Locally, Lofgren is known not only as one of the greatest guitarists to come out of a town known for great guitarists, he’s also known for two songs he wrote that he rarely, if ever, performs: his ode to the 1978 NBA champion Washington Bullets, “Bullets Fever,” and a 26-second commercial jingle for Jhoon Rhee taekwondo studios.

Lofgren said someone mentions the Jhoon Rhee song, “Nobody Bothers Me,” on a regular basis.

“It’s almost like once a month I get a tweet from somebody or at the website someone talking about the Jhoon Rhee commercial,” Lofgren said. “I was taking karate in Kensington, at the Jhoon Rhee studio, and Jeff Smith, the light-heavyweight champion of the world at the time, took me under his wing, and I would work fights in the corner for him, ya know. That’s where I got the idea for my song ‘No Mercy.’”

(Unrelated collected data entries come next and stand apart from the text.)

//! Graph configuration.

use std::time::Duration;

use serde::{Deserialize, Serialize};

use crate::instance::MAX_INSTANCES;
use crate::model::{ObjectTypes, StealMode};
use crate::Result;

/// Tunables for a [`Graph`](crate::Graph). Every field has a default, so a
/// JSON document only needs the fields it overrides.
#[derive(Debug, Clone, PartialEq, Serialize, Deserialize)]
#[serde(default)]
pub struct GraphConfig {
    /// How long a Removed/Expired record stays visible after listeners saw it.
    pub grace_period_ms: u64,
    /// Devices silent for longer than this are expired. `0` disables expiry.
    pub device_timeout_secs: u32,
    /// Lease length requested for auto-renewing subscriptions.
    pub autorenew_interval_secs: u32,
    /// Renew this many seconds before a lease runs out.
    pub renew_margin_secs: u32,
    /// Hard cap on instances per signal.
    pub max_instances: usize,
    /// Pool size for signals that don't announce `@num_inst`.
    pub default_instances: usize,
    /// Steal mode for signals that don't announce `@steal`.
    pub default_steal: StealMode,
    /// Most source slots a map may have; larger maps are rejected.
    pub max_map_sources: usize,
    /// Object types to subscribe to on every device as it appears.
    pub autosubscribe: ObjectTypes,
}

impl Default for GraphConfig {
    fn default() -> Self {
        Self {
            grace_period_ms: 1000,
            device_timeout_secs: 10,
            autorenew_interval_secs: 60,
            renew_margin_secs: 10,
            max_instances: MAX_INSTANCES,
            default_instances: 1,
            default_steal: StealMode::None,
            max_map_sources: 8,
            autosubscribe: ObjectTypes::NONE,
        }
    }
}

impl GraphConfig {
    pub fn from_json(json: &str) -> Result<Self> {
        Ok(serde_json::from_str(json)?)
    }

    pub fn grace_period(&self) -> Duration {
        Duration::from_millis(self.grace_period_ms)
    }

    pub fn with_grace_period(mut self, grace: Duration) -> Self {
        self.grace_period_ms = grace.as_millis() as u64;
        self
    }

    pub fn with_autosubscribe(mut self, types: ObjectTypes) -> Self {
        self.autosubscribe = types;
        self
    }
}

#[cfg(test)]
mod tests {
    use super::*;

    #[test]
    fn test_partial_json_keeps_defaults() {
        let cfg = GraphConfig::from_json(r#"{"grace_period_ms": 0, "default_steal": "oldest"}"#).unwrap();
        assert_eq!(cfg.grace_period_ms, 0);
        assert_eq!(cfg.default_steal, StealMode::Oldest);
        assert_eq!(cfg.max_instances, MAX_INSTANCES);
        assert_eq!(cfg.autorenew_interval_secs, 60);
    }

    #[test]
    fn test_autosubscribe_names() {
        let cfg = GraphConfig::from_json(r#"{"autosubscribe": ["device", "signal"]}"#).unwrap();
        assert!(cfg.autosubscribe.contains(ObjectTypes::DEVICE | ObjectTypes::SIGNAL));
    }

    #[test]
    fn test_max_map_sources() {
        assert_eq!(GraphConfig::default().max_map_sources, 8);
        let cfg = GraphConfig::from_json(r#"{"max_map_sources": 2}"#).unwrap();
        assert_eq!(cfg.max_map_sources, 2);
    }

    #[test]
    fn test_bad_json_is_serialization_error() {
        let err = GraphConfig::from_json(r#"{"max_instances": "many"}"#).unwrap_err();
        assert!(matches!(err, crate::Error::Serialization(_)));
    }
}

Lofgren remembers that one day Smith asked him for a favor.

“He said, ‘Mr. Rhee is doing a commercial with his two little grand kids, and he’s wondering if you’d write him a piece of music.’ We talked about it. It was really down home, grassroots. I wrote the commercial, and the deal was you get a lifetime member ship to any school in the world Jhoon Rhee. I did it for him, recorded it at Bias with Bob Dawson, great friend and engineer who still has a great studio in Virginia and did ‘Bullets Fever’ with me.”

The commercial would run on TV for more than a decade.

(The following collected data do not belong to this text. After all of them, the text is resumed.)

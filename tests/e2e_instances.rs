//! End-to-end tests for signal instances: activation, stealing, release
//! and instance listeners.

use std::sync::Arc;
use std::time::Duration;

use parking_lot::Mutex;
use pretty_assertions::assert_eq;

use mapper_rs::{
    Error, Graph, GraphConfig, InstanceEvent, InstanceEventKind, InstanceState, MemoryTransport,
    NetworkEvent, ObjectId, ObjectKind, Property, RecordDelta, Timetag, Value, ValueUpdate,
};

use InstanceEventKind::*;

type Log = Arc<Mutex<Vec<(ObjectId, InstanceEventKind, u64)>>>;

const SIG: ObjectId = ObjectId(10);

fn setup(config: GraphConfig, signal: RecordDelta) -> (Graph, MemoryTransport, Log) {
    let transport = MemoryTransport::new();
    transport.set_time(Timetag::new(500, 0));
    let mut graph = Graph::with_config(transport.clone(), config);
    transport.inject(NetworkEvent::announce(signal));
    graph.poll(Duration::ZERO);

    let log: Log = Arc::default();
    let sink = log.clone();
    graph.add_instance_listener(None, move |sig, event: InstanceEvent| {
        sink.lock().push((sig.id(), event.kind, event.instance));
    });
    (graph, transport, log)
}

fn float_signal() -> RecordDelta {
    RecordDelta::new(ObjectKind::Signal, SIG)
        .with(Property::Name, "voice")
        .with(Property::Device, ObjectId(1))
        .with(Property::Direction, "input")
        .with(Property::Type, "f")
        .with(Property::Length, 1)
}

fn value(instance: u64, v: f32, sec: u32) -> NetworkEvent {
    NetworkEvent::Value(ValueUpdate {
        signal: SIG,
        instance: Some(instance),
        value: Some(Value::from(v)),
        time: Timetag::new(sec, 0),
    })
}

fn release(instance: u64) -> NetworkEvent {
    NetworkEvent::Value(ValueUpdate { signal: SIG, instance: Some(instance), value: None, time: Timetag::new(600, 0) })
}

// ============================================================================
// Network-driven instances
// ============================================================================

#[test]
fn test_steal_oldest_releases_first_activated() {
    let signal = float_signal().with(Property::NumInst, 2).with(Property::Steal, "oldest");
    let (mut graph, transport, log) = setup(GraphConfig::default(), signal);

    transport.inject_all([value(100, 0.1, 501), value(101, 0.2, 502), value(102, 0.3, 503)]);
    graph.poll(Duration::ZERO);

    assert_eq!(
        *log.lock(),
        vec![(SIG, New, 100), (SIG, New, 101), (SIG, DownstreamRelease, 100), (SIG, New, 102)]
    );
    let sig = graph.object(SIG).unwrap();
    let pool = sig.instances().unwrap();
    assert_eq!(pool.len(), 2);
    assert_eq!(pool.active_count(), 2);
    assert!(sig.instance(100).is_none());
    assert_eq!(sig.instance(102).unwrap().last.as_ref().unwrap().value, Value::from(0.3f32));
}

#[test]
fn test_steal_newest_releases_latest_activated() {
    let signal = float_signal().with(Property::NumInst, 2).with(Property::Steal, "newest");
    let (mut graph, transport, log) = setup(GraphConfig::default(), signal);

    transport.inject_all([value(100, 0.1, 501), value(101, 0.2, 502), value(102, 0.3, 503)]);
    graph.poll(Duration::ZERO);

    assert_eq!(log.lock()[2..], [(SIG, DownstreamRelease, 101), (SIG, New, 102)]);
    assert!(graph.object(SIG).unwrap().instance(100).is_some());
}

#[test]
fn test_overflow_without_stealing() {
    let (mut graph, transport, log) = setup(GraphConfig::default(), float_signal());

    transport.inject_all([value(5, 1.0, 501), value(6, 2.0, 502), value(5, 3.0, 503)]);
    graph.poll(Duration::ZERO);

    assert_eq!(*log.lock(), vec![(SIG, New, 5), (SIG, Overflow, 6), (SIG, Update, 5)]);
}

#[test]
fn test_network_release_keeps_last_value() {
    let (mut graph, transport, log) = setup(GraphConfig::default(), float_signal());
    transport.inject_all([value(7, 0.5, 501), release(7), release(7), release(42)]);
    graph.poll(Duration::ZERO);

    assert_eq!(*log.lock(), vec![(SIG, New, 7), (SIG, UpstreamRelease, 7)]);
    let inst = graph.object(SIG).unwrap().instance(7).unwrap();
    assert_eq!(inst.state, InstanceState::Free);
    assert_eq!(inst.last.as_ref().unwrap().value, Value::from(0.5f32));

    // A freed slot is reused by the next unknown instance.
    transport.inject(value(8, 0.9, 502));
    graph.poll(Duration::ZERO);
    assert_eq!(log.lock().last(), Some(&(SIG, New, 8)));
    assert!(graph.object(SIG).unwrap().instance(7).is_none());
}

#[test]
fn test_values_are_coerced_or_dropped() {
    let (mut graph, transport, log) = setup(GraphConfig::default(), float_signal());
    transport.inject_all([
        NetworkEvent::Value(ValueUpdate {
            signal: SIG,
            instance: None,
            value: Some(Value::from(3)),
            time: Timetag::new(501, 0),
        }),
        NetworkEvent::Value(ValueUpdate {
            signal: SIG,
            instance: None,
            value: Some(Value::from(vec![1.0f32, 2.0])),
            time: Timetag::new(502, 0),
        }),
        NetworkEvent::Value(ValueUpdate {
            signal: ObjectId(404),
            instance: None,
            value: Some(Value::from(1.0f32)),
            time: Timetag::new(503, 0),
        }),
    ]);
    graph.poll(Duration::ZERO);

    assert_eq!(*log.lock(), vec![(SIG, New, 0)]);
    let inst = graph.object(SIG).unwrap().instance(0).unwrap();
    assert_eq!(inst.last.as_ref().unwrap().value, Value::from(3.0f32));
}

#[test]
fn test_num_inst_update_resizes_pool() {
    let (mut graph, transport, _) = setup(GraphConfig::default(), float_signal());
    assert_eq!(graph.object(SIG).unwrap().instances().unwrap().len(), 1);

    transport.inject(NetworkEvent::update(RecordDelta::new(ObjectKind::Signal, SIG).with(Property::NumInst, 4)));
    graph.poll(Duration::ZERO);
    assert_eq!(graph.object(SIG).unwrap().instances().unwrap().len(), 4);
}

// ============================================================================
// Local instance API
// ============================================================================

#[test]
fn test_local_reserve_update_release() {
    let config = GraphConfig { max_instances: 4, ..GraphConfig::default() };
    let (mut graph, transport, log) = setup(config, float_signal());

    assert_eq!(graph.reserve_instances(SIG, 2).unwrap(), vec![1, 2]);
    assert!(matches!(
        graph.reserve_instances(SIG, 2),
        Err(Error::CapacityExceeded { requested: 2, capacity: 4 })
    ));
    assert_eq!(graph.reserve_instance_ids(SIG, &[2, 3]).unwrap(), vec![3]);

    graph.update_instance(SIG, 1, 0.25f32).unwrap();
    transport.advance(0.5);
    graph.update_instance(SIG, 1, 0.5f32).unwrap();
    graph.set_instance_tag(SIG, 1, Some(77)).unwrap();
    graph.release_instance(SIG, 1).unwrap();
    graph.remove_instance(SIG, 3).unwrap();
    assert!(graph.release_instance(SIG, 9).unwrap_err().is_not_found());

    graph.poll(Duration::ZERO);
    assert_eq!(*log.lock(), vec![(SIG, New, 1), (SIG, Update, 1), (SIG, DownstreamRelease, 1)]);

    let sig = graph.object(SIG).unwrap();
    let inst = sig.instance(1).unwrap();
    assert_eq!(inst.tag, Some(77));
    assert_eq!(inst.state, InstanceState::Free);
    assert_eq!(sig.instances().unwrap().iter().map(|i| i.id).collect::<Vec<_>>(), vec![0, 1, 2]);
}

#[test]
fn test_instance_listener_filters_by_signal() {
    let (mut graph, transport, _) = setup(GraphConfig::default(), float_signal());
    let other = ObjectId(20);
    transport.inject(NetworkEvent::announce(
        RecordDelta::new(ObjectKind::Signal, other)
            .with(Property::Name, "other")
            .with(Property::Device, ObjectId(1)),
    ));
    graph.poll(Duration::ZERO);

    let seen: Log = Arc::default();
    let sink = seen.clone();
    graph.add_instance_listener(Some(other), move |sig, event| {
        sink.lock().push((sig.id(), event.kind, event.instance));
    });

    graph.update_instance(SIG, 0, 1.0f32).unwrap();
    graph.update_instance(other, 0, 1.0f32).unwrap();
    graph.poll(Duration::ZERO);

    assert_eq!(*seen.lock(), vec![(other, New, 0)]);
}

#[test]
fn test_instance_ops_on_removed_signal_are_stale() {
    let (mut graph, transport, _) = setup(GraphConfig::default(), float_signal());
    transport.inject(NetworkEvent::remove(ObjectKind::Signal, SIG));
    graph.poll(Duration::ZERO);

    let err = graph.update_instance(SIG, 0, 1.0f32).unwrap_err();
    assert!(matches!(err, Error::StaleReference(id) if id == SIG));
    assert!(graph.reserve_instances(ObjectId(1), 1).is_err());
}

As Lofgren prepares for his fall solo tour, he’s unsure when he’ll be back on stage with Springsteen and his E Street bandmates.

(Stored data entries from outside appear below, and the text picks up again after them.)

//! `*` glob matching for names and string filters.

/// Match `text` against `pattern`, where `*` matches any run of characters
/// (including none). All other characters match literally.
pub fn wildcard_match(pattern: &str, text: &str) -> bool {
    if !pattern.contains('*') {
        return pattern == text;
    }
    let p: Vec<char> = pattern.chars().collect();
    let t: Vec<char> = text.chars().collect();

    // Greedy scan with single backtrack point at the last star.
    let (mut pi, mut ti) = (0usize, 0usize);
    let mut star: Option<(usize, usize)> = None;
    while ti < t.len() {
        if pi < p.len() && p[pi] == '*' {
            star = Some((pi, ti));
            pi += 1;
        } else if pi < p.len() && p[pi] == t[ti] {
            pi += 1;
            ti += 1;
        } else if let Some((sp, st)) = star {
            pi = sp + 1;
            ti = st + 1;
            star = Some((sp, st + 1));
        } else {
            return false;
        }
    }
    p[pi..].iter().all(|c| *c == '*')
}

#[cfg(test)]
mod tests {
    use super::*;

    #[test]
    fn test_literal() {
        assert!(wildcard_match("abc", "abc"));
        assert!(!wildcard_match("abc", "abd"));
    }

    #[test]
    fn test_star() {
        assert!(wildcard_match("*", ""));
        assert!(wildcard_match("synth*", "synth.1"));
        assert!(wildcard_match("*.1", "synth.1"));
        assert!(wildcard_match("s*h*1", "synth.1"));
        assert!(!wildcard_match("s*x", "synth.1"));
        assert!(wildcard_match("a**b", "ab"));
    }
}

“I’d love to see another chapter, and there’s no plans,” he said. “Ya know, Bruce is our caretaker. It’s quite a formidable creation, The E Street Band. I imagine after

four or five nights a week for a year and a half, he might want to rest a bit. He’s so prolific, God knows the other projects he’s got going on. Fingers crossed there be another chapter, but absolutely no plans at the moment.”

While the guitar virtuoso has no plans at the moment for reuniting with Springsteen, he has big plans for his solo career. After his new album is released, he’d like to put a band together and hit the road again.

“It’s been a long time since I toured with a band,” he said. “That’s a vision I’d like to accomplish next year. We’ll see. But my main goal is I’m excited about a new album that I think will be one of my best. I’ve a got a run of shows in front of me starting with three in D.C. where there’s no place I feel more welcome or comfortable.”

Lofgren appears with his brothers at The Birchmere this Friday, Saturday and Sunday.